Debbie Downer here-it isn’t. And anyways, what gift can you actually buy your mother or your partner or your kids that could adequately sum up how much you love them? It’s as big as a the Universe.
So how do we actually make this happen? How do we tell our kids? Where do you even start? For us, it was the commitment to not purchase anything new from a store this year for Christmas. We decided to put money towards things that already existed in the world, and/or fun experiences we can have as a family.

Most especially no cheap plastic crap (looking at you kid☝, as I hold up a mirror).

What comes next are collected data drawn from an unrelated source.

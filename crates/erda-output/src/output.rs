// Copyright 2023-Present Datadog, Inc. https://www.datadoghq.com/
// SPDX-License-Identifier: Apache-2.0

//! The output stage: one collector client, one metadata cache and a batch
//! engine per stream.

use chrono::{DateTime, Utc};
use serde_json::{Map, Value};
use std::sync::Arc;
use tracing::{debug, error};

use crate::batch::BatchEngine;
use crate::collector::CollectorClient;
use crate::config::OutputConfig;
use crate::errors::{FlushError, OutputError};
use crate::event::Source;
use crate::metadata::MetadataCache;
use crate::processor::Processor;

/// One record handed over by the log pipeline.
#[derive(Debug, Clone)]
pub struct Event {
    pub record: Map<String, Value>,
    /// When the pipeline received the record.
    pub timestamp: DateTime<Utc>,
}

/// Outcome reported back to the pipeline for a single record.
#[derive(Debug, Clone, Copy, PartialEq, Eq)]
pub enum AddStatus {
    Ok,
    /// The record was not accepted, or the batch it completed was lost.
    /// The pipeline should redeliver it.
    Retry,
}

pub struct Output {
    processor: Processor,
    cache: Arc<MetadataCache>,
    container: BatchEngine,
    job: BatchEngine,
}

impl Output {
    pub fn new(config: OutputConfig) -> Result<Self, OutputError> {
        config.validate()?;

        let client = Arc::new(CollectorClient::new(config.remote_config())?);
        let container = BatchEngine::new(
            Source::Container,
            config.container_batch_config(),
            Arc::new(client.container_sender()),
        )?;
        let job = BatchEngine::new(
            Source::Job,
            config.job_batch_config(),
            Arc::new(client.job_sender()),
        )?;

        let cache = Arc::new(MetadataCache::new(
            config.docker_container_root_path,
            config.container_env_include,
            config.docker_config_sync_interval,
        ));

        Ok(Output {
            processor: Processor::new(Arc::clone(&cache)),
            cache,
            container,
            job,
        })
    }

    /// Loads the container environment cache and starts its refresher.
    pub async fn start(&self) -> Result<(), OutputError> {
        self.cache.init().await?;
        self.cache.start();
        debug!("Erda output started with {} cached containers", self.cache.len());
        Ok(())
    }

    pub async fn add_event(&self, event: Event) -> AddStatus {
        let log = match self.processor.process(&event.record, event.timestamp).await {
            Ok(log) => log,
            Err(e) => {
                error!("Record process failed: {e}");
                return AddStatus::Retry;
            }
        };

        let source = log.route();
        if let Err(e) = self.engine(source).submit(log).await {
            error!("Failed to send {source} batch: {e}");
            return AddStatus::Retry;
        }
        AddStatus::Ok
    }

    /// Ships whatever both engines hold. Both are flushed even if the first fails.
    pub async fn flush_all(&self) -> Result<(), FlushError> {
        let container = self.container.flush().await;
        let job = self.job.flush().await;
        container.and(job)
    }

    /// Stops timers and the cache refresher. Buffered events are not sent;
    /// call [`flush_all`](Self::flush_all) first to keep them.
    pub fn close(&self) {
        self.container.shutdown();
        self.job.shutdown();
        self.cache.close();
    }

    #[must_use]
    pub fn engine(&self, source: Source) -> &BatchEngine {
        match source {
            Source::Container => &self.container,
            Source::Job => &self.job,
        }
    }
}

The first step was telling the kids that the thing they picked out of the Toys r us catalog is most likely not going to be under the Christmas tree. When we talked about it, I let them know that we were still going to do gifts, but needed to make big changes as a family and as a society so that we have a planet to leave them. I realize it might sound extreme, but not getting a mega blaster lazer gun 3000 for Christmas vs. an adulthood of fiery, flood-y, extreme weather-y hell.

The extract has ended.